What is being asked
The answer should contain each record below, repeated exactly.
Entries provided section start
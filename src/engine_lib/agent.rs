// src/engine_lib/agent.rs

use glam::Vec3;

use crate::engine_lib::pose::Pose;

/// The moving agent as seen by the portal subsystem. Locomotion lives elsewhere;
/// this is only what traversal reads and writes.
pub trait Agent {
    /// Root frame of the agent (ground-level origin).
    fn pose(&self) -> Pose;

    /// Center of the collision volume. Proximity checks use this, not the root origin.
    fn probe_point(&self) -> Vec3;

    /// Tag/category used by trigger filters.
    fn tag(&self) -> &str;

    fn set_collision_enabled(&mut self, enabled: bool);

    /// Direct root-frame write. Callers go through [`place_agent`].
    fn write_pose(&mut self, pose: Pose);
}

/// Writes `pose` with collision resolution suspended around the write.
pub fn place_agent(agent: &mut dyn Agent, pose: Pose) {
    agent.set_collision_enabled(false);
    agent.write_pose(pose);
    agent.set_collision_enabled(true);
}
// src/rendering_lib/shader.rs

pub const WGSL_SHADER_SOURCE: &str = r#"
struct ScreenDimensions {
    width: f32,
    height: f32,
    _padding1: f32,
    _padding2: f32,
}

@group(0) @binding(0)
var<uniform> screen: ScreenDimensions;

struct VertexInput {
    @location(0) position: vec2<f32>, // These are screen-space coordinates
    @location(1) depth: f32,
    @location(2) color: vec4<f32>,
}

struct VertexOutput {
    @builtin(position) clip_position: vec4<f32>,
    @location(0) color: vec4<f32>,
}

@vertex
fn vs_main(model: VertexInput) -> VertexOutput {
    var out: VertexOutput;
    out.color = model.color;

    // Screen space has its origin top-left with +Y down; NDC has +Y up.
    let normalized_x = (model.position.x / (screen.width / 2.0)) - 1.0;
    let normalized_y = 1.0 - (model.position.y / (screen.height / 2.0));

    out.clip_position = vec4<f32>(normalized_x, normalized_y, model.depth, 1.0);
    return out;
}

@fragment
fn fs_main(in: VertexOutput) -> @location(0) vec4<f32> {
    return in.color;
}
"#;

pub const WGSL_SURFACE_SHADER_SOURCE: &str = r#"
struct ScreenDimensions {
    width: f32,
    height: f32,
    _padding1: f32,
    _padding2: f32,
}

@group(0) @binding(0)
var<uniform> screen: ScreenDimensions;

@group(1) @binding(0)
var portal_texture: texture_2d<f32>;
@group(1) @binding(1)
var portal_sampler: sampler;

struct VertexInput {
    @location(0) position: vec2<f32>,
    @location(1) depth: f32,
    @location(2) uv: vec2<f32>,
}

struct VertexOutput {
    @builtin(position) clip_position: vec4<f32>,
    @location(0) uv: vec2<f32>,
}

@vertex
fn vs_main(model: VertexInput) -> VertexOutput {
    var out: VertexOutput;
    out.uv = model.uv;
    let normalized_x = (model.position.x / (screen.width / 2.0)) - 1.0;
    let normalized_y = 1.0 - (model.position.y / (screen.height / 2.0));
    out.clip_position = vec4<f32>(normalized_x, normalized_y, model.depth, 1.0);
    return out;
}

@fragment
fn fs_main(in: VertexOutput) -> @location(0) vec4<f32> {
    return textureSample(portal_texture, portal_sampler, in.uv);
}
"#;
Entries provided section end
Finished exercise
filename src/engine_lib/agent.rs
// src/engine_lib/agent.rs

use glam::Vec3;

use crate::engine_lib::pose::Pose;

/// The moving agent as seen by the portal subsystem. Locomotion lives elsewhere;
/// this is only what traversal reads and writes.
pub trait Agent {
    /// Root frame of the agent (ground-level origin).
    fn pose(&self) -> Pose;

    /// Center of the collision volume. Proximity checks use this, not the root origin.
    fn probe_point(&self) -> Vec3;

    /// Tag/category used by trigger filters.
    fn tag(&self) -> &str;

    fn set_collision_enabled(&mut self, enabled: bool);

    /// Direct root-frame write. Callers go through [`place_agent`].
    fn write_pose(&mut self, pose: Pose);
}

/// Writes `pose` with collision resolution suspended around the write.
pub fn place_agent(agent: &mut dyn Agent, pose: Pose) {
    agent.set_collision_enabled(false);
    agent.write_pose(pose);
    agent.set_collision_enabled(true);
}
// src/rendering_lib/shader.rs

pub const WGSL_SHADER_SOURCE: &str = r#"
struct ScreenDimensions {
    width: f32,
    height: f32,
    _padding1: f32,
    _padding2: f32,
}

@group(0) @binding(0)
var<uniform> screen: ScreenDimensions;

struct VertexInput {
    @location(0) position: vec2<f32>, // These are screen-space coordinates
    @location(1) depth: f32,
    @location(2) color: vec4<f32>,
}

struct VertexOutput {
    @builtin(position) clip_position: vec4<f32>,
    @location(0) color: vec4<f32>,
}

@vertex
fn vs_main(model: VertexInput) -> VertexOutput {
    var out: VertexOutput;
    out.color = model.color;

    // Screen space has its origin top-left with +Y down; NDC has +Y up.
    let normalized_x = (model.position.x / (screen.width / 2.0)) - 1.0;
    let normalized_y = 1.0 - (model.position.y / (screen.height / 2.0));

    out.clip_position = vec4<f32>(normalized_x, normalized_y, model.depth, 1.0);
    return out;
}

@fragment
fn fs_main(in: VertexOutput) -> @location(0) vec4<f32> {
    return in.color;
}
"#;

pub const WGSL_SURFACE_SHADER_SOURCE: &str = r#"
struct ScreenDimensions {
    width: f32,
    height: f32,
    _padding1: f32,
    _padding2: f32,
}

@group(0) @binding(0)
var<uniform> screen: ScreenDimensions;

@group(1) @binding(0)
var portal_texture: texture_2d<f32>;
@group(1) @binding(1)
var portal_sampler: sampler;

struct VertexInput {
    @location(0) position: vec2<f32>,
    @location(1) depth: f32,
    @location(2) uv: vec2<f32>,
}

struct VertexOutput {
    @builtin(position) clip_position: vec4<f32>,
    @location(0) uv: vec2<f32>,
}

@vertex
fn vs_main(model: VertexInput) -> VertexOutput {
    var out: VertexOutput;
    out.uv = model.uv;
    let normalized_x = (model.position.x / (screen.width / 2.0)) - 1.0;
    let normalized_y = 1.0 - (model.position.y / (screen.height / 2.0));
    out.clip_position = vec4<f32>(normalized_x, normalized_y, model.depth, 1.0);
    return out;
}

@fragment
fn fs_main(in: VertexOutput) -> @location(0) vec4<f32> {
    return textureSample(portal_texture, portal_sampler, in.uv);
}
"#;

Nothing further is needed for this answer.